*Work instructions*: The expected answer is the set of lines in the data below between the line holding "key is fatal." and the line holding "let bytes = response.bytes().await?;", inclusive, written out exactly.

━━━━━ Input data ━━━━━

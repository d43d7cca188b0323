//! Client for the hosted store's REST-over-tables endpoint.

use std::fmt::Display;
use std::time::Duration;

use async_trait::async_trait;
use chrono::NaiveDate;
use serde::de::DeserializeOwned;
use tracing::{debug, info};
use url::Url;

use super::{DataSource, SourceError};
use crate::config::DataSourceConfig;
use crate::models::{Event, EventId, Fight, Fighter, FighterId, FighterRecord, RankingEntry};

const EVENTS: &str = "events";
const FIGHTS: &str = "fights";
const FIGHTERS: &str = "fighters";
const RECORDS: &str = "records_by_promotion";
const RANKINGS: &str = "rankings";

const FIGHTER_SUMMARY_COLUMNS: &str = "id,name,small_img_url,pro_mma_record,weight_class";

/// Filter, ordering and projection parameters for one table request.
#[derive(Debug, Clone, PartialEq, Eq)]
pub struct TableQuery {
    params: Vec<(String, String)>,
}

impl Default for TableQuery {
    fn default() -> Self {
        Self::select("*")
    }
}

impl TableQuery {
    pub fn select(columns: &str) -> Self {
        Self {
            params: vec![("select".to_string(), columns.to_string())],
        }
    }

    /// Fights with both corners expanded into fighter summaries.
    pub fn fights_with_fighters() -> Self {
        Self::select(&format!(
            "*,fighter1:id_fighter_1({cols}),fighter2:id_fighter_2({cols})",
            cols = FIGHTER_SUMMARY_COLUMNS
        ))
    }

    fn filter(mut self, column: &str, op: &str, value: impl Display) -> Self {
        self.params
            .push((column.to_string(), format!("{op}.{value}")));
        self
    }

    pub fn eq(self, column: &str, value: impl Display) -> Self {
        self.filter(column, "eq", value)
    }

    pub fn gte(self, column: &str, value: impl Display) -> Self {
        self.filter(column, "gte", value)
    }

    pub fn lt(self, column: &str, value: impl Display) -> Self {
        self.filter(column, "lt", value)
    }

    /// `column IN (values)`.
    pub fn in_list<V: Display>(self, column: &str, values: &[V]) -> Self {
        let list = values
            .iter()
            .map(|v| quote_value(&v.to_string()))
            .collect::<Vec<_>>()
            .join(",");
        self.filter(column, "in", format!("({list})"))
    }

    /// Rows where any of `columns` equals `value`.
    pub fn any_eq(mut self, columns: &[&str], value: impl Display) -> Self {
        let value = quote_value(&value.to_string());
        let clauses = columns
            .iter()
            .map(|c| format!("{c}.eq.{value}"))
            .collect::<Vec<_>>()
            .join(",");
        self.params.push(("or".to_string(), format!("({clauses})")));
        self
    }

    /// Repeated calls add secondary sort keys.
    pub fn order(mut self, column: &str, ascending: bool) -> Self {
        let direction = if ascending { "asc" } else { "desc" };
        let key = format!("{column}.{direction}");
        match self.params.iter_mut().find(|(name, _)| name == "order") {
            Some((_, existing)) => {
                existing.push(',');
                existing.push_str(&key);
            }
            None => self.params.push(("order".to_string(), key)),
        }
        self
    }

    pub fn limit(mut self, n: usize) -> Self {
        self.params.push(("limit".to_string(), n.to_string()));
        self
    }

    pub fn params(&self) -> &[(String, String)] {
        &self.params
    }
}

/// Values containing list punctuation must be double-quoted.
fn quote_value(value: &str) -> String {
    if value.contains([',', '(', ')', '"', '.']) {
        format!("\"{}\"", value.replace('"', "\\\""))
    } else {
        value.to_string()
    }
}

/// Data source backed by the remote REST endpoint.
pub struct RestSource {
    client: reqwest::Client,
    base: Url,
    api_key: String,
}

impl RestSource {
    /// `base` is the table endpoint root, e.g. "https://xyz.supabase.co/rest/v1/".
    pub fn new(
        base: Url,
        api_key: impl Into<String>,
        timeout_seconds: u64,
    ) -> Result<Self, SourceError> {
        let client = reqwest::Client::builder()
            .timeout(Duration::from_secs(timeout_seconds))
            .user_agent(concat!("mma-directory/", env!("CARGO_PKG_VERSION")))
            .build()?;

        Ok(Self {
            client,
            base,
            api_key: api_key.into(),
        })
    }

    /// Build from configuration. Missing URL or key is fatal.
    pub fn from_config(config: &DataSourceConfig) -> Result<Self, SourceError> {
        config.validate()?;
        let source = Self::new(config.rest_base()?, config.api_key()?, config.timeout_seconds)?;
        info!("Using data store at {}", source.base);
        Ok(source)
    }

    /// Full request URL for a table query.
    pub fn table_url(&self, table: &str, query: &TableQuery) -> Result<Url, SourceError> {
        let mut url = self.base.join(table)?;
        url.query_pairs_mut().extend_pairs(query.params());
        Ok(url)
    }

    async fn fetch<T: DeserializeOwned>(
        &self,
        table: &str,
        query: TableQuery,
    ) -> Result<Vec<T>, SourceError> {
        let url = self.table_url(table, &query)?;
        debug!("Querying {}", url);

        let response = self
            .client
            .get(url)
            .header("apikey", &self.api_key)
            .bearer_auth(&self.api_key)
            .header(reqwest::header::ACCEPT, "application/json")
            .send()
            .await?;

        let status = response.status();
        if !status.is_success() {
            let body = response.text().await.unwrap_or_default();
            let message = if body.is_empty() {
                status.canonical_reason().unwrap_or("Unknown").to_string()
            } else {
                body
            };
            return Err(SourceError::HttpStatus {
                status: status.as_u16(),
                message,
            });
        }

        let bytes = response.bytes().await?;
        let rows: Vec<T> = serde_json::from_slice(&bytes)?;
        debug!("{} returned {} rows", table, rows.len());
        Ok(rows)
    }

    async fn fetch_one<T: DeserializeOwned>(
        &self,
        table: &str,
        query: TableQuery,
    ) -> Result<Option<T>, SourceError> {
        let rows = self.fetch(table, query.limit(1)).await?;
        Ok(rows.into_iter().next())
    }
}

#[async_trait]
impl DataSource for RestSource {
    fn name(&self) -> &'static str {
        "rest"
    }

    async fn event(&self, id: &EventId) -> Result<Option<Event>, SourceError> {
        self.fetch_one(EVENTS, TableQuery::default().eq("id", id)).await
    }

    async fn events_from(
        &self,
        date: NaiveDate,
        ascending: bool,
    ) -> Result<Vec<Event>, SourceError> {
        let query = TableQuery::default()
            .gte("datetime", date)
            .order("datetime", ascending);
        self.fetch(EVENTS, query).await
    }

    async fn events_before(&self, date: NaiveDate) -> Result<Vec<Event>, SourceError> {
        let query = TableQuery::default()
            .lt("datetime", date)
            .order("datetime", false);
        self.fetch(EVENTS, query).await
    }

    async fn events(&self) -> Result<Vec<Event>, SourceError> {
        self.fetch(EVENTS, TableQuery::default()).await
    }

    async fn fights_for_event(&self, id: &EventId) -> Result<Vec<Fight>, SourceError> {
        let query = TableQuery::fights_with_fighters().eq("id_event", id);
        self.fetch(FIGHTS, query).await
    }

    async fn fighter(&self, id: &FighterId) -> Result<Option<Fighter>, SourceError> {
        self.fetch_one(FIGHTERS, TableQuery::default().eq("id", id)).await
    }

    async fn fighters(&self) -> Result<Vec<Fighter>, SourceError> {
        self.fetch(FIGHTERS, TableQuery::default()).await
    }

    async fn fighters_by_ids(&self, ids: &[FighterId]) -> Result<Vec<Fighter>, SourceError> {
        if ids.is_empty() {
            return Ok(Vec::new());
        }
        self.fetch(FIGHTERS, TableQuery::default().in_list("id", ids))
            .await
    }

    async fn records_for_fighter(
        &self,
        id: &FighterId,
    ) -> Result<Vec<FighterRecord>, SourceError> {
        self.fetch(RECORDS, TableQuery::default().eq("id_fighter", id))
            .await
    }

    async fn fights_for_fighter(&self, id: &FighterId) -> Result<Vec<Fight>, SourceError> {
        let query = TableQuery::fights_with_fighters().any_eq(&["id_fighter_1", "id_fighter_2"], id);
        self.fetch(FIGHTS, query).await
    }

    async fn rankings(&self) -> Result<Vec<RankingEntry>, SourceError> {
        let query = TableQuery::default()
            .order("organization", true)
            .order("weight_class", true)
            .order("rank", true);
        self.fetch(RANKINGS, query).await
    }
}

━━━━━
━━━━━ Input data ━━━━━

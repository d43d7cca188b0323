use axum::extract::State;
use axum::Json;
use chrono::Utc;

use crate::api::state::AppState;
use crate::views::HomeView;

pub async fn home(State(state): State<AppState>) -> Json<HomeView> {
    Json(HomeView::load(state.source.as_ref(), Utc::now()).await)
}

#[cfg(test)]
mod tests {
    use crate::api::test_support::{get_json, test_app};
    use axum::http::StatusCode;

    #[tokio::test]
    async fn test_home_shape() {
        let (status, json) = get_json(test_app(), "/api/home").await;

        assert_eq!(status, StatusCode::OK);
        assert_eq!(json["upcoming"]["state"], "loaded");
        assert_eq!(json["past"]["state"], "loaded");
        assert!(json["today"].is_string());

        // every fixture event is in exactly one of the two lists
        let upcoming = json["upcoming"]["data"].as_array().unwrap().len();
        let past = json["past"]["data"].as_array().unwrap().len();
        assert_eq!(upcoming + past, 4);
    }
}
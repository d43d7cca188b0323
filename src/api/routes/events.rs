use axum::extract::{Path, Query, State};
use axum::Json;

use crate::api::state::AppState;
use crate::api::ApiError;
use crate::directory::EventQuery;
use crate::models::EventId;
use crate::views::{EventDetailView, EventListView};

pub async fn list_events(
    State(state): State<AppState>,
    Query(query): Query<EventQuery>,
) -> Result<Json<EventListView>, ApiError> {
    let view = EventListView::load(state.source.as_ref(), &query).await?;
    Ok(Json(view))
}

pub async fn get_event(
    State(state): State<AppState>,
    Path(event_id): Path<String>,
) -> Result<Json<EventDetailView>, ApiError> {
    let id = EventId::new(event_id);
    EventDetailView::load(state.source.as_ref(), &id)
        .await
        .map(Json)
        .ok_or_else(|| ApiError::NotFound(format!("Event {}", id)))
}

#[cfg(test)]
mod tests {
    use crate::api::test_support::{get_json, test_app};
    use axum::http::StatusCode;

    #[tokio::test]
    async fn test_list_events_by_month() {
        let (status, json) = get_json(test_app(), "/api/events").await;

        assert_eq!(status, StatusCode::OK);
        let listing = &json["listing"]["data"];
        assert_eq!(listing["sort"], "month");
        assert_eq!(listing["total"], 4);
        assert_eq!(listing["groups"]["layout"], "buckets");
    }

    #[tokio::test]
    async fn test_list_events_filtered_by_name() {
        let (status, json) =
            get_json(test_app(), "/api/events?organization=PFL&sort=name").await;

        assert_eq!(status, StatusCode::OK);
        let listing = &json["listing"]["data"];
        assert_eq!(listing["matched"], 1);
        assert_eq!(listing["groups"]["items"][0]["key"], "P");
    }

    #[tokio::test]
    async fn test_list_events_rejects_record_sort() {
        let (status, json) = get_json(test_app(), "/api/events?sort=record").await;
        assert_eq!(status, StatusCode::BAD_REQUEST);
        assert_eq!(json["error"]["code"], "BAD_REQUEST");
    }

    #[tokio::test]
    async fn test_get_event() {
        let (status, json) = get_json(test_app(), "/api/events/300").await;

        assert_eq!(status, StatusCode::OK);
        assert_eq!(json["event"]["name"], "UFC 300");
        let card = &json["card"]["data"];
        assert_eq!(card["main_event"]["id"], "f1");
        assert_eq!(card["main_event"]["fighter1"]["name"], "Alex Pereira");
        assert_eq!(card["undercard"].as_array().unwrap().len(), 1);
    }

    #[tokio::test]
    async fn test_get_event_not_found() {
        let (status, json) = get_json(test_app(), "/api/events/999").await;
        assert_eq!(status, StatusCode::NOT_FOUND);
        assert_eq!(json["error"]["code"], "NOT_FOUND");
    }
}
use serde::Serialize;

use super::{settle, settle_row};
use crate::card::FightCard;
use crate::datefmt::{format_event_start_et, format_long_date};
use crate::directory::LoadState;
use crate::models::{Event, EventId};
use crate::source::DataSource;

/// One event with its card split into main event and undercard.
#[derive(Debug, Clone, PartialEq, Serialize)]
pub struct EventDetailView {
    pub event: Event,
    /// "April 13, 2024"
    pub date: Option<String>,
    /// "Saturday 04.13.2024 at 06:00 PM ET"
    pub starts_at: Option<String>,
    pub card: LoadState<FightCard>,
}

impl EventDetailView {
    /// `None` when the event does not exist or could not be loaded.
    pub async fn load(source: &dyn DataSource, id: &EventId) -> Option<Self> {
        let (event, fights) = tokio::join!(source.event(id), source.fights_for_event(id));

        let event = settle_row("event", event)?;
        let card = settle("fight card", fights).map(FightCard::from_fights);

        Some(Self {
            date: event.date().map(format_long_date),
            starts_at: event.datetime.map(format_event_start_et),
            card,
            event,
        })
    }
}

━━━━━

*Your response*:
    /// Build from configuration. Missing URL or key is fatal.
    pub fn from_config(config: &DataSourceConfig) -> Result<Self, SourceError> {
        config.validate()?;
        let source = Self::new(config.rest_base()?, config.api_key()?, config.timeout_seconds)?;
        info!("Using data store at {}", source.base);
        Ok(source)
    }

    /// Full request URL for a table query.
    pub fn table_url(&self, table: &str, query: &TableQuery) -> Result<Url, SourceError> {
        let mut url = self.base.join(table)?;
        url.query_pairs_mut().extend_pairs(query.params());
        Ok(url)
    }

    async fn fetch<T: DeserializeOwned>(
        &self,
        table: &str,
        query: TableQuery,
    ) -> Result<Vec<T>, SourceError> {
        let url = self.table_url(table, &query)?;
        debug!("Querying {}", url);

        let response = self
            .client
            .get(url)
            .header("apikey", &self.api_key)
            .bearer_auth(&self.api_key)
            .header(reqwest::header::ACCEPT, "application/json")
            .send()
            .await?;

        let status = response.status();
        if !status.is_success() {
            let body = response.text().await.unwrap_or_default();
            let message = if body.is_empty() {
                status.canonical_reason().unwrap_or("Unknown").to_string()
            } else {
                body
            };
            return Err(SourceError::HttpStatus {
                status: status.as_u16(),
                message,
            });
        }

        let bytes = response.bytes().await?;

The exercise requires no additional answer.